Since July 2017, only 17 antibacterial agents targeting priority pathogens have reached market authorization, and just two of those represent a truly new chemical class. The pace of innovation remains far too slow compared to the speed at which resistant bacteria are spreading.

Preclinical Research: Active but Fragile

The preclinical pipeline remains relatively vibrant, with 232 programmes across 148 organizations worldwide. However, 90% of these are being developed by small companies with fewer than 50 employees, raising concerns about the sustainability and resilience of the R&D ecosystem.

WHO warns that without better funding models and stronger partnerships with larger pharmaceutical firms, many of these small-scale innovators risk collapse before their discoveries can progress to clinical stages.

Persistent Gaps in Diagnostics

The second report, Landscape analysis of commercially available and pipeline in vitro diagnostics for bacterial priority pathogens, highlights diagnostic gaps that are impeding effective AMR control. Diagnostics are essential to ensuring patients receive the right treatment, yet frontline facilities, especially in low- and middle-income countries, lack critical tools.

Key shortcomings include:

  • No multiplex diagnostic platforms suitable for intermediate-level laboratories to identify bloodstream infections directly from blood samples without culture.

  • Limited access to biomarker tests such as C-reactive protein and procalcitonin, which can help distinguish bacterial from viral infections.

  • A lack of simple, point-of-care diagnostics for use in primary and secondary healthcare settings.

These diagnostic gaps mean that in many low-resource environments, clinicians continue to rely on empirical treatment – prescribing antibiotics without precise diagnosis – which drives further resistance.

WHO stresses the urgent need for affordable, robust, and easy-to-use diagnostics, including sample-in/result-out systems compatible with a range of specimen types such as blood, urine, stool, and respiratory samples.

The Call for Action

“Antimicrobial resistance is escalating, but the pipeline of new treatments and diagnostics is insufficient to tackle the spread of drug-resistant bacterial infections,” said Dr Yukiko Nakatani, WHO Assistant Director-General for Health Systems.
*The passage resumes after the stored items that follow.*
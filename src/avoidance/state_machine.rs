// src/avoidance/state_machine.rs
//
// Obstacle avoidance and recovery sequencing.
//
//   Normal ──detected──▶ Avoiding ──clear for avoidance_duration──▶ Recovering
//     ▲                     ▲                                          │
//     │                     └──────────────detected────────────────────┤
//     └────────────────recovery_duration elapsed, probes clear─────────┘
//
// Avoiding steers with the correction captured on entry. Recovering blends
// lane following back in while steering gently toward center; a forward
// probe closer than the safety distance aborts the gentle return and steers
// hard toward the freer side instead.
//
// There is no separate re-trigger flag: a detection only engages from
// Normal, and Avoiding holds its timer while the obstacle stays detected,
// so one encounter engages exactly once.

use serde::Serialize;
use tracing::{debug, info, warn};

use super::probe::{CollisionProbe, ProbeFan, ProbeReading};
use crate::config::{AvoidanceConfig, ProbeConfig, SpeedConfig, SteeringConfig};
use crate::smoother::SteeringSmoother;
use crate::types::{ObstacleSignal, SteerSide};

// ============================================================================
// TYPES
// ============================================================================

#[derive(Debug, Clone, Copy, PartialEq, Eq, Serialize)]
pub enum AvoidancePhase {
    Normal,
    Avoiding,
    Recovering,
}

impl AvoidancePhase {
    pub fn as_str(&self) -> &'static str {
        match self {
            AvoidancePhase::Normal => "NORMAL",
            AvoidancePhase::Avoiding => "AVOIDING",
            AvoidancePhase::Recovering => "RECOVERING",
        }
    }
}

#[derive(Debug, Clone, Copy, PartialEq, Serialize)]
pub struct AvoidanceState {
    pub phase: AvoidancePhase,
    /// Seconds left in the current phase; primed for the next phase otherwise
    pub timer: f32,
    pub stored_correction: f32,
    pub recovery_steer: f32,
    pub blend_line: f32,
    pub blend_obstacle: f32,
}

/// Speed the autonomous drive should follow this tick.
#[derive(Debug, Clone, Copy, PartialEq, Serialize)]
pub enum SpeedDirective {
    /// Ramp toward the cruise maximum
    Ramp,
    /// Reduced speed while avoiding
    Reduced(f32),
    /// Fixed speed during recovery
    Hold(f32),
}

impl SpeedDirective {
    pub fn obstacle_present(&self) -> bool {
        !matches!(self, SpeedDirective::Ramp)
    }
}

#[derive(Debug, Clone, Copy, PartialEq, Serialize)]
pub enum AvoidanceTransition {
    Engaged { correction: f32 },
    Reengaged { correction: f32 },
    RecoveryStarted { recovery_steer: f32 },
    RecoveryAborted { side: SteerSide, nearest: f32 },
    Cleared,
}

#[derive(Debug, Clone, Copy)]
pub struct AvoidanceInput {
    pub obstacle: ObstacleSignal,
    /// Lane-following steering for this tick, `None` to hold the last one
    pub lane_steer: Option<f32>,
    pub dt: f32,
}

#[derive(Debug, Clone, Copy, Serialize)]
pub struct AvoidanceOutput {
    pub phase: AvoidancePhase,
    /// Unsmoothed steering target, normalized
    pub target_steer: f32,
    /// Smoothed steering to apply, normalized
    pub steer: f32,
    pub speed: SpeedDirective,
    pub transition: Option<AvoidanceTransition>,
    pub probe: Option<ProbeReading>,
}

// ============================================================================
// STATE MACHINE
// ============================================================================

pub struct AvoidanceStateMachine {
    config: AvoidanceConfig,
    probe_config: ProbeConfig,
    fan: ProbeFan,
    avoidance_speed: f32,
    recovery_speed: f32,
    state: AvoidanceState,
    last_lane_steer: f32,
    smoother: SteeringSmoother,
}

impl AvoidanceStateMachine {
    pub fn new(
        config: AvoidanceConfig,
        probe_config: ProbeConfig,
        speed: &SpeedConfig,
        steering: &SteeringConfig,
    ) -> Self {
        let state = AvoidanceState {
            phase: AvoidancePhase::Normal,
            timer: config.avoidance_duration,
            stored_correction: 0.0,
            recovery_steer: 0.0,
            blend_line: 1.0,
            blend_obstacle: 0.0,
        };
        Self {
            fan: ProbeFan::from_config(&probe_config),
            config,
            probe_config,
            avoidance_speed: speed.avoidance_speed,
            recovery_speed: speed.recovery_speed,
            state,
            last_lane_steer: 0.0,
            smoother: SteeringSmoother::new(steering.smoothing_rate, steering.max_step),
        }
    }

    pub fn phase(&self) -> AvoidancePhase {
        self.state.phase
    }

    pub fn state(&self) -> AvoidanceState {
        self.state
    }

    pub fn tick(
        &mut self,
        input: &AvoidanceInput,
        probe: Option<&dyn CollisionProbe>,
    ) -> AvoidanceOutput {
        if let Some(steer) = input.lane_steer {
            self.last_lane_steer = steer;
        }
        let obstacle = input.obstacle;
        let mut transition = None;
        let mut reading = None;
        let mut hard_override = false;

        match self.state.phase {
            AvoidancePhase::Normal => {
                if obstacle.detected {
                    self.engage(obstacle.suggested_correction);
                    info!(
                        "🚧 Obstacle ahead: avoiding with correction {:+.2}",
                        self.state.stored_correction
                    );
                    transition = Some(AvoidanceTransition::Engaged {
                        correction: self.state.stored_correction,
                    });
                }
            }

            AvoidancePhase::Avoiding => {
                if !obstacle.detected {
                    self.state.timer = (self.state.timer - input.dt).max(0.0);
                    if expired(self.state.timer, input.dt) {
                        self.begin_recovery();
                        info!(
                            "↪️  Obstacle cleared: recovering with {:+.2}",
                            self.state.recovery_steer
                        );
                        transition = Some(AvoidanceTransition::RecoveryStarted {
                            recovery_steer: self.state.recovery_steer,
                        });
                    }
                }
            }

            AvoidancePhase::Recovering => {
                if obstacle.detected {
                    self.engage(obstacle.suggested_correction);
                    warn!(
                        "🚧 Obstacle again during recovery: re-avoiding with {:+.2}",
                        self.state.stored_correction
                    );
                    transition = Some(AvoidanceTransition::Reengaged {
                        correction: self.state.stored_correction,
                    });
                } else {
                    self.state.timer = (self.state.timer - input.dt).max(0.0);
                    self.update_blend();

                    if let Some(probe) = probe.filter(|_| self.probe_config.enabled) {
                        let scan = self.fan.scan(probe);
                        reading = Some(scan);
                        let nearest = scan.nearest();
                        if nearest < self.probe_config.collision_check_distance {
                            let side = scan.freer_side();
                            self.state.recovery_steer = side.sign() * self.config.hard_correction;
                            self.state.timer = self.state.timer.max(self.config.min_recovery_time);
                            hard_override = true;
                            warn!(
                                "⚠️  Recovery path blocked at {:.1}m: steering hard {}",
                                nearest,
                                side.as_str()
                            );
                            transition =
                                Some(AvoidanceTransition::RecoveryAborted { side, nearest });
                        }
                    }

                    if !hard_override && expired(self.state.timer, input.dt) {
                        self.finish();
                        info!("✅ Recovery complete: back to lane following");
                        transition = Some(AvoidanceTransition::Cleared);
                    }
                }
            }
        }

        let lane = self.last_lane_steer;
        let target_steer = match self.state.phase {
            AvoidancePhase::Normal => lane,
            AvoidancePhase::Avoiding => self.state.stored_correction,
            AvoidancePhase::Recovering if hard_override => self.state.recovery_steer,
            AvoidancePhase::Recovering => {
                self.state.blend_line * lane + self.state.blend_obstacle * self.state.recovery_steer
            }
        }
        .clamp(-1.0, 1.0);

        let speed = match self.state.phase {
            AvoidancePhase::Normal => SpeedDirective::Ramp,
            AvoidancePhase::Avoiding => SpeedDirective::Reduced(self.avoidance_speed),
            AvoidancePhase::Recovering => SpeedDirective::Hold(self.recovery_speed),
        };

        // Lane-following with no fresh estimate keeps the applied steering.
        let holding = input.lane_steer.is_none()
            && self.state.phase == AvoidancePhase::Normal
            && transition.is_none();
        let steer = if holding {
            self.smoother.current()
        } else {
            self.smoother.step(target_steer, input.dt)
        };

        debug!(
            "🧭 {} target={:+.3} steer={:+.3} timer={:.2}",
            self.state.phase.as_str(),
            target_steer,
            steer,
            self.state.timer
        );

        AvoidanceOutput {
            phase: self.state.phase,
            target_steer,
            steer,
            speed,
            transition,
            probe: reading,
        }
    }

    fn engage(&mut self, correction: f32) {
        self.state.phase = AvoidancePhase::Avoiding;
        self.state.stored_correction = correction.clamp(-1.0, 1.0);
        self.state.timer = self.config.avoidance_duration;
        self.state.blend_line = self.config.blend_line_start;
        self.state.blend_obstacle = self.config.blend_obstacle_start;
    }

    fn begin_recovery(&mut self) {
        self.state.phase = AvoidancePhase::Recovering;
        self.state.timer = self.config.recovery_duration;
        self.state.recovery_steer = -self.state.stored_correction * self.config.recovery_factor;
        self.state.blend_line = self.config.blend_line_start;
        self.state.blend_obstacle = self.config.blend_obstacle_start;
    }

    fn update_blend(&mut self) {
        let progress = (1.0 - self.state.timer / self.config.recovery_duration).clamp(0.0, 1.0);
        let line0 = self.config.blend_line_start;
        let obstacle0 = self.config.blend_obstacle_start;
        self.state.blend_line = line0 + (1.0 - line0) * progress;
        self.state.blend_obstacle = obstacle0 * (1.0 - progress);
    }

    fn finish(&mut self) {
        self.state = AvoidanceState {
            phase: AvoidancePhase::Normal,
            timer: self.config.avoidance_duration,
            stored_correction: 0.0,
            recovery_steer: 0.0,
            blend_line: 1.0,
            blend_obstacle: 0.0,
        };
    }
}

/// A countdown is over once less than half a tick remains. Repeated f32
/// subtraction of `dt` leaves a small positive residue otherwise.
fn expired(timer: f32, dt: f32) -> bool {
    timer <= dt * 0.5
}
Dr Nakatani emphasized that without increased investment in R&D, alongside strategies to ensure equitable access, the world risks losing ground in the fight against AMR.

The Way Forward

WHO is urging governments, investors, and the private sector to take coordinated action across the antibacterial and diagnostic innovation ecosystems, focusing on:

  • Expanding drug discovery and development of both traditional and non-traditional agents

  • Strengthening diagnostic platforms, particularly for resource-limited settings

  • Ensuring equitable access to new and existing products

  • Supporting small and medium-sized enterprises (SMEs) that currently drive most antibacterial and diagnostic innovation

  • Developing novel funding models to stabilize and scale promising pipelines

Global Stakes

The reports serve as a reminder that AMR is one of the greatest health threats of the 21st century. Without urgent global cooperation, resistant infections could make routine surgeries, childbirth, and cancer treatments far riskier, while threatening decades of progress in modern medicine.

The WHO’s latest analysis reinforces that innovation alone is not enough—systemic support, investment, and equitable distribution are critical to ensuring life-saving treatments and diagnostics reach the people who need them most.